======== Data shown

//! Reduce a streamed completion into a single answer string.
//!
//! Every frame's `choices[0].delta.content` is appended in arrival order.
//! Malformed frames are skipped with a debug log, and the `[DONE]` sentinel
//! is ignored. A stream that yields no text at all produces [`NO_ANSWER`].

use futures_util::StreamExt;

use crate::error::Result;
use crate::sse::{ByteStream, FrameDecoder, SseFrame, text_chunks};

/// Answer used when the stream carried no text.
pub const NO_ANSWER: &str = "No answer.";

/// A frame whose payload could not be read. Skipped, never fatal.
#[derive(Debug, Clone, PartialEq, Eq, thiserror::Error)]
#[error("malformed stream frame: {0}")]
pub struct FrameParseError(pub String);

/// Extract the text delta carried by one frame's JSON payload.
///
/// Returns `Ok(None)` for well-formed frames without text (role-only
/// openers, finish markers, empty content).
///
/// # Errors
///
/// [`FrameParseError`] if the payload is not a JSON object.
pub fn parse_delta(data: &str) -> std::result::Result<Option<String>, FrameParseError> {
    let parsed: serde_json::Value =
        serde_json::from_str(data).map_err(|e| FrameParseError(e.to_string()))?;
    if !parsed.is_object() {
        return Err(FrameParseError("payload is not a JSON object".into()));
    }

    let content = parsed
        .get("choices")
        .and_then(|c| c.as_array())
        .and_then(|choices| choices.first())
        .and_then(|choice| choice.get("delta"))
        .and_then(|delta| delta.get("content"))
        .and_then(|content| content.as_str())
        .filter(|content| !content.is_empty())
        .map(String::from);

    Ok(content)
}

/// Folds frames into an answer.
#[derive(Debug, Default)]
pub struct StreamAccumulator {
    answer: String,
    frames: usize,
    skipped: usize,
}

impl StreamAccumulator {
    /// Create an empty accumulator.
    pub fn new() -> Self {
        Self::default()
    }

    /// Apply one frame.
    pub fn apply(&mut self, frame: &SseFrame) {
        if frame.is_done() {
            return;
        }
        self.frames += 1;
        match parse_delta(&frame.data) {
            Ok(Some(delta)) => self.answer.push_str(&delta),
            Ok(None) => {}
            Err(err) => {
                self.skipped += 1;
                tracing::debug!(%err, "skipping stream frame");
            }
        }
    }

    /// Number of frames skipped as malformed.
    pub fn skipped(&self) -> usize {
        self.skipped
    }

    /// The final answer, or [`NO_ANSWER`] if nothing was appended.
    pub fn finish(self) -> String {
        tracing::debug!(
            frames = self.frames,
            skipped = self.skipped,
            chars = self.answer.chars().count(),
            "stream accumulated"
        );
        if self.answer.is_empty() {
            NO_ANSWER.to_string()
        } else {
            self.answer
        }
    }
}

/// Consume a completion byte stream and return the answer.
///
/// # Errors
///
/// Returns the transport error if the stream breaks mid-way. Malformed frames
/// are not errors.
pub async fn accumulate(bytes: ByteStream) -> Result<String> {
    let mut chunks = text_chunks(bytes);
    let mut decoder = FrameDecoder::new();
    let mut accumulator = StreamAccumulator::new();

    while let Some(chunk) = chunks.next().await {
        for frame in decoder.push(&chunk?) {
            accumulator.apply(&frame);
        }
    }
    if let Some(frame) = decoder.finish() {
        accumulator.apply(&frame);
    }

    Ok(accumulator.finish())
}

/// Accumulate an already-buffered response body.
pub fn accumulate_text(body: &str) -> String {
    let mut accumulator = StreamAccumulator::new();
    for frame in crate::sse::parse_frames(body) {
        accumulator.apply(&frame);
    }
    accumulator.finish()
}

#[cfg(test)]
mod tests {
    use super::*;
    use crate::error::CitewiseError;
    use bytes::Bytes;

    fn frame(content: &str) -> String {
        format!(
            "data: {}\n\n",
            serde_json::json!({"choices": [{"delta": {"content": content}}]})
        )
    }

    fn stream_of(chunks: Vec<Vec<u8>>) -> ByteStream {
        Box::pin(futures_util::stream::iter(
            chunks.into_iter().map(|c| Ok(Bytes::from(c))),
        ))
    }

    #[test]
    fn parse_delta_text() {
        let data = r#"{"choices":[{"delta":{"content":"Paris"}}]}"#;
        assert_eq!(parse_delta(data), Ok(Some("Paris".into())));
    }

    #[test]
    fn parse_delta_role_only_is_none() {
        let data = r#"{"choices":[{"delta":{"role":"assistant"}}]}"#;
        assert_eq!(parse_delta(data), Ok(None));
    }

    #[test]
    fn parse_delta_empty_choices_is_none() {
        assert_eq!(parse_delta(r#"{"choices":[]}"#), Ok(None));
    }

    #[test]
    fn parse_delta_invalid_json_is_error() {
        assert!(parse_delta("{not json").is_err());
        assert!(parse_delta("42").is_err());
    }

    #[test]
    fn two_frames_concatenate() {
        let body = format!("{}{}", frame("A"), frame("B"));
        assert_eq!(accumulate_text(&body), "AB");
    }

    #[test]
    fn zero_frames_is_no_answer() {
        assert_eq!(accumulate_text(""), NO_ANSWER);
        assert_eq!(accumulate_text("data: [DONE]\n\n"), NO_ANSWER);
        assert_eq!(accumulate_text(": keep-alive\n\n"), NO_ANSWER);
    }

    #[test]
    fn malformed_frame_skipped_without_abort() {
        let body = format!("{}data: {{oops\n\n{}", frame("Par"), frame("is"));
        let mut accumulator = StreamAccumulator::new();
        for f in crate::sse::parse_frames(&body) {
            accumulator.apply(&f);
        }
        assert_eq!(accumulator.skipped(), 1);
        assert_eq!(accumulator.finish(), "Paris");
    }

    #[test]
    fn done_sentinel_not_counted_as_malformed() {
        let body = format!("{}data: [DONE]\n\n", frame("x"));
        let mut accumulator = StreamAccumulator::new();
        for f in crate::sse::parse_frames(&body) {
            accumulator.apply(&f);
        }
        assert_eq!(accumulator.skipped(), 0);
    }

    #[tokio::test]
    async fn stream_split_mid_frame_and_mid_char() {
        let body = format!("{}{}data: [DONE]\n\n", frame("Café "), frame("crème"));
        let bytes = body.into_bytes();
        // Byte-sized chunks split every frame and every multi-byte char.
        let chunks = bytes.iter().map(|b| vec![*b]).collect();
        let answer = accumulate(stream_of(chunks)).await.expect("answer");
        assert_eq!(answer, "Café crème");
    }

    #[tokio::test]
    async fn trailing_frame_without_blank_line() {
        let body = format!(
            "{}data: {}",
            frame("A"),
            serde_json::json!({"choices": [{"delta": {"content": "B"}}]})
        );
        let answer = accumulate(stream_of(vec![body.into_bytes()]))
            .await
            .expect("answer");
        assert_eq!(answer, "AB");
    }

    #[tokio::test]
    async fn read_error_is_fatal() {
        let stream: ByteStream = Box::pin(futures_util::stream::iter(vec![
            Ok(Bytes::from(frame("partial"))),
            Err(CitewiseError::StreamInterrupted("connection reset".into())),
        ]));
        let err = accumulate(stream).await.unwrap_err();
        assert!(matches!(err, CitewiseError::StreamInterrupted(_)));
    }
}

================

What to do: Output the records in full. Keep every character as it is.

Solved exercise:
//! Reduce a streamed completion into a single answer string.
//!
//! Every frame's `choices[0].delta.content` is appended in arrival order.
//! Malformed frames are skipped with a debug log, and the `[DONE]` sentinel
//! is ignored. A stream that yields no text at all produces [`NO_ANSWER`].

use futures_util::StreamExt;

use crate::error::Result;
use crate::sse::{ByteStream, FrameDecoder, SseFrame, text_chunks};

/// Answer used when the stream carried no text.
pub const NO_ANSWER: &str = "No answer.";

/// A frame whose payload could not be read. Skipped, never fatal.
#[derive(Debug, Clone, PartialEq, Eq, thiserror::Error)]
#[error("malformed stream frame: {0}")]
pub struct FrameParseError(pub String);

/// Extract the text delta carried by one frame's JSON payload.
///
/// Returns `Ok(None)` for well-formed frames without text (role-only
/// openers, finish markers, empty content).
///
/// # Errors
///
/// [`FrameParseError`] if the payload is not a JSON object.
pub fn parse_delta(data: &str) -> std::result::Result<Option<String>, FrameParseError> {
    let parsed: serde_json::Value =
        serde_json::from_str(data).map_err(|e| FrameParseError(e.to_string()))?;
    if !parsed.is_object() {
        return Err(FrameParseError("payload is not a JSON object".into()));
    }

    let content = parsed
        .get("choices")
        .and_then(|c| c.as_array())
        .and_then(|choices| choices.first())
        .and_then(|choice| choice.get("delta"))
        .and_then(|delta| delta.get("content"))
        .and_then(|content| content.as_str())
        .filter(|content| !content.is_empty())
        .map(String::from);

    Ok(content)
}

/// Folds frames into an answer.
#[derive(Debug, Default)]
pub struct StreamAccumulator {
    answer: String,
    frames: usize,
    skipped: usize,
}

impl StreamAccumulator {
    /// Create an empty accumulator.
    pub fn new() -> Self {
        Self::default()
    }

    /// Apply one frame.
    pub fn apply(&mut self, frame: &SseFrame) {
        if frame.is_done() {
            return;
        }
        self.frames += 1;
        match parse_delta(&frame.data) {
            Ok(Some(delta)) => self.answer.push_str(&delta),
            Ok(None) => {}
            Err(err) => {
                self.skipped += 1;
                tracing::debug!(%err, "skipping stream frame");
            }
        }
    }

    /// Number of frames skipped as malformed.
    pub fn skipped(&self) -> usize {
        self.skipped
    }

    /// The final answer, or [`NO_ANSWER`] if nothing was appended.
    pub fn finish(self) -> String {
        tracing::debug!(
            frames = self.frames,
            skipped = self.skipped,
            chars = self.answer.chars().count(),
            "stream accumulated"
        );
        if self.answer.is_empty() {
            NO_ANSWER.to_string()
        } else {
            self.answer
        }
    }
}

/// Consume a completion byte stream and return the answer.
///
/// # Errors
///
/// Returns the transport error if the stream breaks mid-way. Malformed frames
/// are not errors.
pub async fn accumulate(bytes: ByteStream) -> Result<String> {
    let mut chunks = text_chunks(bytes);
    let mut decoder = FrameDecoder::new();
    let mut accumulator = StreamAccumulator::new();

    while let Some(chunk) = chunks.next().await {
        for frame in decoder.push(&chunk?) {
            accumulator.apply(&frame);
        }
    }
    if let Some(frame) = decoder.finish() {
        accumulator.apply(&frame);
    }

    Ok(accumulator.finish())
}

/// Accumulate an already-buffered response body.
pub fn accumulate_text(body: &str) -> String {
    let mut accumulator = StreamAccumulator::new();
    for frame in crate::sse::parse_frames(body) {
        accumulator.apply(&frame);
    }
    accumulator.finish()
}

#[cfg(test)]
mod tests {
    use super::*;
    use crate::error::CitewiseError;
    use bytes::Bytes;

    fn frame(content: &str) -> String {
        format!(
            "data: {}\n\n",
            serde_json::json!({"choices": [{"delta": {"content": content}}]})
        )
    }

    fn stream_of(chunks: Vec<Vec<u8>>) -> ByteStream {
        Box::pin(futures_util::stream::iter(
            chunks.into_iter().map(|c| Ok(Bytes::from(c))),
        ))
    }

    #[test]
    fn parse_delta_text() {
        let data = r#"{"choices":[{"delta":{"content":"Paris"}}]}"#;
        assert_eq!(parse_delta(data), Ok(Some("Paris".into())));
    }

    #[test]
    fn parse_delta_role_only_is_none() {
        let data = r#"{"choices":[{"delta":{"role":"assistant"}}]}"#;
        assert_eq!(parse_delta(data), Ok(None));
    }

    #[test]
    fn parse_delta_empty_choices_is_none() {
        assert_eq!(parse_delta(r#"{"choices":[]}"#), Ok(None));
    }

    #[test]
    fn parse_delta_invalid_json_is_error() {
        assert!(parse_delta("{not json").is_err());
        assert!(parse_delta("42").is_err());
    }

    #[test]
    fn two_frames_concatenate() {
        let body = format!("{}{}", frame("A"), frame("B"));
        assert_eq!(accumulate_text(&body), "AB");
    }

    #[test]
    fn zero_frames_is_no_answer() {
        assert_eq!(accumulate_text(""), NO_ANSWER);
        assert_eq!(accumulate_text("data: [DONE]\n\n"), NO_ANSWER);
        assert_eq!(accumulate_text(": keep-alive\n\n"), NO_ANSWER);
    }

    #[test]
    fn malformed_frame_skipped_without_abort() {
        let body = format!("{}data: {{oops\n\n{}", frame("Par"), frame("is"));
        let mut accumulator = StreamAccumulator::new();
        for f in crate::sse::parse_frames(&body) {
            accumulator.apply(&f);
        }
        assert_eq!(accumulator.skipped(), 1);
        assert_eq!(accumulator.finish(), "Paris");
    }

    #[test]
    fn done_sentinel_not_counted_as_malformed() {
        let body = format!("{}data: [DONE]\n\n", frame("x"));
        let mut accumulator = StreamAccumulator::new();
        for f in crate::sse::parse_frames(&body) {
            accumulator.apply(&f);
        }
        assert_eq!(accumulator.skipped(), 0);
    }

    #[tokio::test]
    async fn stream_split_mid_frame_and_mid_char() {
        let body = format!("{}{}data: [DONE]\n\n", frame("Café "), frame("crème"));
        let bytes = body.into_bytes();
        // Byte-sized chunks split every frame and every multi-byte char.
        let chunks = bytes.iter().map(|b| vec![*b]).collect();
        let answer = accumulate(stream_of(chunks)).await.expect("answer");
        assert_eq!(answer, "Café crème");
    }

    #[tokio::test]
    async fn trailing_frame_without_blank_line() {
        let body = format!(
            "{}data: {}",
            frame("A"),
            serde_json::json!({"choices": [{"delta": {"content": "B"}}]})
        );
        let answer = accumulate(stream_of(vec![body.into_bytes()]))
            .await
            .expect("answer");
        assert_eq!(answer, "AB");
    }

    #[tokio::test]
    async fn read_error_is_fatal() {
        let stream: ByteStream = Box::pin(futures_util::stream::iter(vec![
            Ok(Bytes::from(frame("partial"))),
            Err(CitewiseError::StreamInterrupted("connection reset".into())),
        ]));
        let err = accumulate(stream).await.unwrap_err();
        assert!(matches!(err, CitewiseError::StreamInterrupted(_)));
    }
}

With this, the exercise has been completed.